Gillian Wright, 59, who’s played Jean Slater on the BBC’s EastEnders since 2004, has been involved in a fair few dramatic hospital scenes over the years, playing a bipolar sufferers. But in 2015, the actress experienced a real-life medical drama that she revealed almost killed her. A year later, speaking to the Sunday Mirror about the ordeal, Gillian said: “It was touch and go. it’s no exaggeration to say I had a real brush with death.”
The star realised something was wrong with her health during a dog agility class with her lurcher, Professor Scruff.
She said: “I suddenly felt this sharp pain in my stomach and it didn’t go away.
“I made it home, a neighbour dialled 999 and I was whisked to hospital.”
Gillian’s symptoms turned out to be acute pancreatitis – a condition where the pancreas becomes inflamed over a short period of time.
Most people with acute pancreatitis start to feel better within a week and have no further problems.
But some people, with severe acute pancreatitis, symptoms can lead to serious complications.
Gillian added: “I was so ill my parents flew down from the Highlands of Scotland to look after me. And my sister, Lois, and nephew, Stanley, were frantic.

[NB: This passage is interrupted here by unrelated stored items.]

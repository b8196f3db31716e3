//! Battery energy integrator.

use std::sync::Mutex;

/// Idle electronics draw in amps, used whenever the motor is disengaged.
pub const IDLE_DRAW_A: f64 = 1.0;

/// Integrates instantaneous current draw into watt-hours consumed.
///
/// Guarded by its own mutex, independent of the kinematic state lock. The
/// accumulator is monotone non-decreasing: the draw is clamped at zero so
/// no caller can wind the energy count backwards.
#[derive(Debug)]
pub struct BatteryDischargeModel {
    nominal_voltage: f64,
    inner: Mutex<Inner>,
}

#[derive(Debug)]
struct Inner {
    current_draw_a: f64,
    watt_hours_consumed: f64,
}

impl BatteryDischargeModel {
    pub fn new(nominal_voltage: f64) -> Self {
        Self {
            nominal_voltage,
            inner: Mutex::new(Inner {
                current_draw_a: IDLE_DRAW_A,
                watt_hours_consumed: 0.0,
            }),
        }
    }

    /// Set the instantaneous draw used by subsequent `discharge` calls.
    pub fn set_current_draw(&self, amps: f64) {
        self.inner.lock().unwrap().current_draw_a = amps.max(0.0);
    }

    pub fn current_draw(&self) -> f64 {
        self.inner.lock().unwrap().current_draw_a
    }

    /// Integrate the current draw over `dt_ms`.
    pub fn discharge(&self, dt_ms: f64) {
        let mut inner = self.inner.lock().unwrap();
        let power_w = self.nominal_voltage * inner.current_draw_a;
        inner.watt_hours_consumed += power_w * (dt_ms / 1000.0) / 3600.0;
    }

    pub fn watt_hours_consumed(&self) -> f64 {
        self.inner.lock().unwrap().watt_hours_consumed
    }
}

#[cfg(test)]
mod tests {
    use super::*;

    #[test]
    fn test_discharge_accumulates_energy() {
        let bdm = BatteryDischargeModel::new(36.0);
        // 1 A idle draw at 36 V for one hour is 36 Wh.
        bdm.discharge(3_600_000.0);
        assert!((bdm.watt_hours_consumed() - 36.0).abs() < 1e-9);
    }

    #[test]
    fn test_draw_scales_energy() {
        let bdm = BatteryDischargeModel::new(36.0);
        bdm.set_current_draw(10.0);
        bdm.discharge(1000.0);
        let expected = 36.0 * 10.0 / 3600.0;
        assert!((bdm.watt_hours_consumed() - expected).abs() < 1e-9);
    }

    #[test]
    fn test_monotone_across_any_sequence() {
        let bdm = BatteryDischargeModel::new(48.0);
        let mut last = bdm.watt_hours_consumed();
        for (draw, dt) in [(0.0, 20.0), (5.0, 20.0), (-3.0, 500.0), (120.0, 1.0)] {
            bdm.set_current_draw(draw);
            bdm.discharge(dt);
            let now = bdm.watt_hours_consumed();
            assert!(now >= last, "watt-hours decreased: {last} -> {now}");
            last = now;
        }
    }

    #[test]
    fn test_negative_draw_clamped() {
        let bdm = BatteryDischargeModel::new(36.0);
        bdm.set_current_draw(-42.0);
        assert_eq!(bdm.current_draw(), 0.0);
    }
}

“The pain was unbearable. If somebody had given me the choice of living with that pain a day longer or swallowing a pill to end it all, I’d have taken the tablet.
“No question. It was unbelievable.”
Luckily, Gillian was able to make a full recovery from the illness.

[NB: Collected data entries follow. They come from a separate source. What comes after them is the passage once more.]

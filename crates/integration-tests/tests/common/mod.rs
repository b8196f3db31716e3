//! Common harness for simulator end-to-end tests.

use board::{shared_eks, EBoardParams, SharedEks};
use motor::MotorController;
use riding::{BatteryDischargeModel, FrictionModel, KinematicConfig, KinematicLoop, PushModel};
use std::sync::atomic::{AtomicBool, Ordering};
use std::sync::Arc;
use std::thread::JoinHandle;
use std::time::Duration;
use vesc::{
    memory_pair, CommandMessageProcessor, FirmwareVersion, HeartbeatWatchdog, MemoryTransport,
    Transport, COMMAND_BYTE_SIZE,
};

pub fn test_params() -> EBoardParams {
    EBoardParams {
        total_mass_kg: 90.0,
        frontal_area_m2: 0.5,
        wheel_diameter_m: 0.1,
        battery_capacity_ah: 12.0,
        battery_nominal_voltage: 36.0,
        gear_ratio: 2.0,
        motor_kv: 190,
        motor_max_torque_nm: 6.0,
        motor_max_amps: 60.0,
        motor_max_power_w: 1500.0,
        motor_pole_pairs: 7,
    }
}

/// Kinematic settings with both disturbance processes pushed far beyond the
/// test window.
pub fn quiet_kinematics() -> KinematicConfig {
    KinematicConfig {
        fixed_step_ms: 20,
        push_period_sec: 3600.0,
        theta_slope_period_sec: 3600.0,
        slope_range_bound_deg: 10.0,
        initial_theta_slope_deg: 0.0,
    }
}

/// A fully assembled simulator talking over an in-memory serial pipe.
pub struct Simulator {
    pub client: MemoryTransport,
    pub eks: SharedEks,
    motor: MotorController,
    kinematic_stop: Arc<AtomicBool>,
    kinematic_handle: JoinHandle<()>,
    cmp_handle: JoinHandle<()>,
}

impl Simulator {
    pub fn start(firmware: FirmwareVersion, kinematics: KinematicConfig) -> Self {
        let params = test_params();
        let eks = shared_eks();
        let battery = Arc::new(BatteryDischargeModel::new(params.battery_nominal_voltage));
        let friction = FrictionModel::new(0.012, 0.9, &params);

        let mut motor = MotorController::new(
            params,
            Arc::clone(&eks),
            friction,
            Arc::clone(&battery),
            0.005,
        );

        let kinematic_loop = KinematicLoop::new(
            params,
            Arc::clone(&eks),
            friction,
            PushModel::new(&params),
            Arc::clone(&battery),
            kinematics,
        );

        let (client, server) = memory_pair();
        let cmp = CommandMessageProcessor::new(
            server,
            firmware,
            COMMAND_BYTE_SIZE,
            params,
            Arc::clone(&eks),
            battery,
            motor.handle(),
            HeartbeatWatchdog::with_action(Duration::from_secs(3600), || {}),
        );

        let cmp_handle = cmp.spawn();
        motor.start();
        let kinematic_stop = kinematic_loop.stop_handle();
        let kinematic_handle = kinematic_loop.spawn();

        Self {
            client,
            eks,
            motor,
            kinematic_stop,
            kinematic_handle,
            cmp_handle,
        }
    }

    /// Send a command frame and block for the reply payload (header
    /// stripped, header content asserted).
    pub fn request(&mut self, id: u8) -> Vec<u8> {
        self.send(id, &[]);
        self.read_reply(id)
    }

    /// Send a command frame carrying a big-endian i32 setpoint.
    pub fn send_setpoint(&mut self, id: u8, value: i32) {
        self.send(id, &value.to_be_bytes());
    }

    pub fn send(&mut self, id: u8, payload: &[u8]) {
        self.client
            .write_all(&client_frame(id, payload))
            .expect("client write");
    }

    fn read_reply(&mut self, request_id: u8) -> Vec<u8> {
        let mut start = [0u8; 1];
        self.client.read_exact(&mut start).expect("reply start byte");
        let (len, reply_id) = match start[0] {
            0x02 => {
                let mut rest = [0u8; 2];
                self.client.read_exact(&mut rest).expect("short header");
                (rest[0] as usize, rest[1])
            }
            0x03 => {
                let mut rest = [0u8; 3];
                self.client.read_exact(&mut rest).expect("long header");
                (u16::from_be_bytes([rest[0], rest[1]]) as usize, rest[2])
            }
            other => panic!("unexpected reply start byte {other:#04x}"),
        };
        // The bionic boarder summary is requested under 164 but answered
        // under 66; every other reply echoes the request ID.
        let expected_id = if request_id == 164 { 66 } else { request_id };
        assert_eq!(reply_id, expected_id, "reply ID mismatch");
        let mut payload = vec![0u8; len];
        self.client.read_exact(&mut payload).expect("reply payload");
        payload
    }

    pub fn shutdown(mut self) {
        drop(self.client);
        self.cmp_handle.join().expect("cmp thread");
        self.kinematic_stop.store(true, Ordering::Relaxed);
        self.kinematic_handle.join().expect("kinematic thread");
        self.motor.stop();
    }
}

/// Client-side command frame: `[0x02, len, id, payload, crc, crc, 0x03,
/// 0x00]` zero-padded to the fixed command size. The simulator never checks
/// the CRC.
pub fn client_frame(id: u8, payload: &[u8]) -> Vec<u8> {
    let mut frame = vec![0u8; COMMAND_BYTE_SIZE];
    frame[0] = 0x02;
    frame[1] = (payload.len() + 1) as u8;
    frame[2] = id;
    frame[3..3 + payload.len()].copy_from_slice(payload);
    let i = 3 + payload.len();
    frame[i] = 0x45;
    frame[i + 1] = 0x67;
    frame[i + 2] = 0x03;
    frame
}

pub fn get_i32(buf: &[u8], offset: usize) -> i32 {
    i32::from_be_bytes([buf[offset], buf[offset + 1], buf[offset + 2], buf[offset + 3]])
}

pub fn get_f32(buf: &[u8], offset: usize) -> f32 {
    f32::from_be_bytes([buf[offset], buf[offset + 1], buf[offset + 2], buf[offset + 3]])
}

Acute pancreatitis can be caused by gallstones and drinking too much alcohol.
Sometimes, the cause is not known, but reducing your alcohol intake and altering your diet to make gallstones less likely, can reduce your risk of developing it.
Gallstones can be prevented by eating a healthy, balanced diet and avoiding eating too many food with high saturated fat content.
Symptoms of acute pancreatitis
The most common symptoms of the condition are listed by the NHS:
- Suddenly getting severe pain in the centre of your tummy (abdomen)
- Feeling or being sick
- A high temperature of 38C or more (fever)
The health body adds: “See a GP immediately if you suddenly develop severe abdominal pain. If this isn’t possible, contact NHS 111 for advice.”